Moroccan authorities have launched a fleet of drones to battle the coronavirus pandemic in the north African country, deploying them for aerial surveillance of lockdown violators, fumigation and public service announcements.
“This is a real craze. In just weeks, demand has tripled in Morocco and other countries in the region,” said Yassine Qamous, chief of Droneway Maroc, African distributor for leading Chinese drone company DJI.
Moroccan firms have been using drones for years and Qamous says it “is among the most advanced countries in Africa” for unmanned flight, with a dedicated industrial base, researchers and qualified pilots, an AFP report said.
But restrictive regulations have long limited civilian drones to specific applications such as filming, agriculture, monitoring solar panels and mapping.
That changed rapidly as the novel coronavirus swept across the world.
In recent weeks, authorities have employed drones to issue warnings, identify suspicious movement in the streets and disperse illegal rooftop and balcony gatherings.
A strict lockdown imposed in March has not been uniformly respected, with local media reporting on nighttime gatherings of neighbours and collective prayers on roofs, beyond the view of street patrols.
– ‘Vital technology’ –
Last week local authorities in Temara, a town near the capital Rabat, launched a high-precision aerial surveillance system developed by local company Beti3D, which previously specialised in aerial mapping.
Other countries in Europe, Asia and the Middle East have also adopted technology deployed in China since the start of the pandemic, whether for tracking the movements of citizens, disinfecting public spaces or facilitating deliveries.
“Drones have quickly emerged as a vital technology for public safety agencies during this crisis as they can safely monitor public spaces,” according to the website of DJI, by far the world’s top drone maker.
Like most countries, Morocco primarily uses imported Chinese drones. But the emergence of new applications linked to the pandemic is also driving local production of specialised aerial vehicles.
“There is real demand,” said Abderrahmane Krioual, the head of Farasha, a startup that has raised funds to produce drones for thermal surveillance and aerial disinfectant spraying.
The aeronautics department of the International University of Rabat (UIR) offered its facilities, expertise and prototypes to authorities in March, deploying drones with loudspeakers or infrared cameras able to detect movement at night or spot individuals with high temperatures.
Several projects are underway across the country ahead of the widespread deployment of various models of drones, said Mohsine Bouya, the university’s director of technology development and transfer.
Teams are also developing tracking applications, but “we’ll have to wait for a change to the law” before launching them, he said.
Moroccan authorities declined to comment on the use of drones or the numbers deployed since the start of the public health emergency in mid-March.
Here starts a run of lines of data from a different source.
impl SessionManager {
    /// Spawn the manager task.
    ///
    /// The task exits when `shutdown` is cancelled or every handle is
    /// dropped, closing any open transport on the way out.
    #[must_use]
    pub fn spawn(
        config: SessionConfig,
        factory: Arc<dyn TransportFactory>,
        subscriptions: Arc<dyn SubscriptionRepository>,
        cache: Arc<TickCache>,
        notifier: Arc<dyn Notifier>,
        shutdown: CancellationToken,
    ) -> (SessionHandle, JoinHandle<()>) {
        let (command_tx, command_rx) = mpsc::channel(config.command_capacity.max(1));
        let (event_tx, event_rx) = mpsc::channel(config.event_capacity.max(1));

        let manager = Self {
            config,
            factory,
            subscriptions,
            cache,
            notifier,
            event_tx,
            machine: SessionMachine::new(),
            credential: None,
            transport: None,
            generation: 0,
            live: SubscriptionSet::new(),
            reconnect_at: None,
        };

        let task = tokio::spawn(manager.run(command_rx, event_rx, shutdown));
        (SessionHandle { tx: command_tx }, task)
    }

    async fn run(
        mut self,
        mut commands: mpsc::Receiver<Command>,
        mut events: mpsc::Receiver<TaggedEvent>,
        shutdown: CancellationToken,
    ) {
        tracing::debug!("Session manager started");

        loop {
            let reconnect_at = self.reconnect_at;

            tokio::select! {
                biased;

                () = shutdown.cancelled() => {
                    self.stop(true);
                    break;
                }

                Some(tagged) = events.recv() => {
                    self.handle_event(tagged).await;
                }

                () = wait_until(reconnect_at) => {
                    self.reconnect_at = None;
                    self.on_reconnect_due();
                }

                command = commands.recv() => {
                    let Some(command) = command else {
                        self.stop(true);
                        break;
                    };
                    self.handle_command(command);
                }
            }
        }

        tracing::debug!("Session manager stopped");
    }

    fn handle_command(&mut self, command: Command) {
        match command {
            Command::EnsureStarted { reply } => {
                let result = self.start_transport();
                if let Err(e) = &result {
                    tracing::warn!(error = %e, "Failed to start ticker");
                }
                let _ = reply.send(result);
            }
            Command::Stop { manual, reply } => {
                self.stop(manual);
                let _ = reply.send(());
            }
            Command::UpdateCredential { credential, reply } => {
                tracing::info!(
                    has_access_token = credential.is_usable(),
                    "Ticker credential updated"
                );
                self.credential = Some(credential);
                let _ = reply.send(());
            }
            Command::Unsubscribe { tokens, reply } => {
                let _ = reply.send(self.unsubscribe_live(&tokens));
            }
            Command::Status { reply } => {
                let _ = reply.send(self.snapshot());
            }
        }
    }

    async fn handle_event(&mut self, tagged: TaggedEvent) {
        if tagged.generation != self.generation || self.transport.is_none() {
            tracing::debug!(
                event_generation = tagged.generation,
                current_generation = self.generation,
                "Dropping event from stale transport"
            );
            return;
        }

        let event = match tagged.event {
            TransportEvent::TickBatch(items) => {
                let outcome = self.cache.apply_batch(items);
                metrics::record_ticks(outcome.applied, outcome.rejected);
                return;
            }
            event => event,
        };

        match self.machine.on_event(&event) {
            SessionAction::None => {
                tracing::debug!(state = self.machine.state().as_str(), ?event, "Ticker event");
                if matches!(event, TransportEvent::Disconnected { .. }) {
                    metrics::set_connected(false);
                }
            }
            SessionAction::ReplaySubscriptions => {
                tracing::info!(generation = self.generation, "Ticker connected");
                metrics::set_connected(true);
                self.replay_subscriptions().await;
            }
            SessionAction::ScheduleReconnect => {
                metrics::set_connected(false);
                self.schedule_reconnect();
            }
            SessionAction::LogError => {
                if let TransportEvent::Error(error) = &event {
                    tracing::warn!(kind = error.kind.as_str(), error = %error.message, "Ticker error");
                    metrics::record_transport_error(error.kind);
                }
            }
            SessionAction::Teardown(reason) => {
                if let TransportEvent::Error(error) = &event {
                    metrics::record_transport_error(error.kind);
                }
                self.reconnect_at = None;
                self.teardown();
                let message = match reason {
                    TeardownReason::AuthenticationFailed => {
                        tracing::error!("Ticker authentication failed, a fresh access token is required");
                        "Ticker authentication failed. Set a fresh access token to resume streaming."
                    }
                    TeardownReason::RetriesExhausted => {
                        tracing::error!("Ticker gave up reconnecting");
                        "Ticker gave up reconnecting. Live ticks are stopped until it is restarted."
                    }
                };
                self.notifier.notify(message);
            }
        }
    }

    fn start_transport(&mut self) -> Result<(), SessionError> {
        self.reconnect_at = None;
        self.teardown();

        let credential = self
            .credential
            .as_ref()
            .filter(|c| c.is_usable())
            .ok_or(SessionError::NoCredential)?;

        self.generation += 1;
        let sink = EventSink::new(self.generation, self.event_tx.clone());
        let transport = self
            .factory
            .create(credential, sink)
            .map_err(SessionError::TransportInit)?;
        transport.connect().map_err(SessionError::TransportInit)?;

        self.machine.begin_connect();
        self.transport = Some(transport);
        tracing::info!(generation = self.generation, "Ticker transport started");
        Ok(())
    }

    fn stop(&mut self, manual: bool) {
        self.machine.request_stop(manual);
        self.reconnect_at = None;
        if self.transport.is_some() {
            tracing::info!(manual, "Stopping ticker");
        }
        self.teardown();
    }

    fn teardown(&mut self) {
        if let Some(transport) = self.transport.take() {
            transport.close();
            tracing::debug!(generation = self.generation, "Ticker transport closed");
        }
        self.live.clear();
        self.machine.torn_down();
        metrics::set_connected(false);
    }

    fn schedule_reconnect(&mut self) {
        let delay = self.config.reconnect_delay;
        self.reconnect_at = Some(Instant::now() + delay);
        metrics::record_reconnect_scheduled();
        tracing::info!(delay_ms = delay.as_millis(), "Ticker disconnected, reconnect scheduled");
    }

    fn on_reconnect_due(&mut self) {
        if !self.machine.may_reconnect() {
            tracing::debug!("Reconnect skipped after manual stop");
            return;
        }

        tracing::info!("Reconnecting ticker");
        match self.start_transport() {
            Ok(()) => {}
            Err(SessionError::NoCredential) => {
                tracing::warn!("Reconnect abandoned, no credential available");
            }
            Err(e) => {
                tracing::warn!(error = %e, "Reconnect failed");
                self.schedule_reconnect();
            }
        }
    }

    async fn replay_subscriptions(&mut self) {
        let tokens = match self.subscriptions.list().await {
            Ok(tokens) => tokens,
            Err(e) => {
                tracing::error!(error = %e, "Failed to load subscriptions for replay");
                return;
            }
        };

        if tokens.is_empty() {
            tracing::debug!("No subscriptions to replay");
            return;
        }

        let Some(transport) = self.transport.as_ref() else {
            return;
        };

        if let Err(e) = transport.subscribe(&tokens) {
            tracing::warn!(error = %e, "Failed to replay subscriptions");
            return;
        }
        if let Err(e) = transport.set_mode(TickMode::Full, &tokens) {
            tracing::warn!(error = %e, "Failed to set full mode");
        }

        tracing::info!(count = tokens.len(), "Replayed subscriptions");
        self.live = tokens.into_iter().collect();
    }

    fn unsubscribe_live(&mut self, tokens: &[InstrumentToken]) -> bool {
        if self.machine.state() != SessionState::Connected {
            return false;
        }
        let Some(transport) = self.transport.as_ref() else {
            return false;
        };

        match transport.unsubscribe(tokens) {
            Ok(()) => {
                let removed = self.live.remove_all(tokens);
                tracing::debug!(requested = tokens.len(), removed = removed.len(), "Live unsubscribe sent");
                true
            }
            Err(e) => {
                tracing::warn!(error = %e, "Live unsubscribe failed");
                false
            }
        }
    }

    fn snapshot(&self) -> SessionSnapshot {
        SessionSnapshot {
            state: self.machine.state(),
            connected: self.transport.as_ref().is_some_and(|t| t.is_connected()),
            has_credential: self.credential.as_ref().is_some_and(Credential::is_usable),
            manual_stop: self.machine.is_manually_stopped(),
            reconnect_pending: self.reconnect_at.is_some(),
            generation: self.generation,
            live_subscriptions: self.live.to_vec(),
        }
    }
}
– ‘Toxic lockdown culture’ –
Unlike in some countries, the use of surveillance drones has not sparked public debate in Morocco, where the kingdom’s authoritarian response to the pandemic is widely supported.
Morocco closed its borders early and tasked law enforcement with imposing strict confinement measures on the population.
They include movement restrictions and the compulsory wearing of masks, with a nighttime curfew since the start of the Muslim holy month of Ramadan — enforced by a heavy police presence.
Those found guilty of violating lockdown measures face one to three months in prison, a fine equivalent to $125, or both.
Officials say police have arrested 85,000 people for breaching lockdown measures between March 15 and April 30, bringing 50,000 prosecutions.
Authorities say the measures have limited transmission of the virus, with 5,053 COVID-19 cases reported including 179 deaths and 1,653 recoveries since the crisis began.
But the kingdom’s high number of arrests has drawn criticism from Georgette Gagnon, director of field operations at the United Nations’ Human Rights Office.
Last week she listed Morocco among countries where repressive coronavirus measures have created a “toxic lockdown culture”.
Morocco disputed this, saying its measures were “in line with legal frameworks respecting human rights”.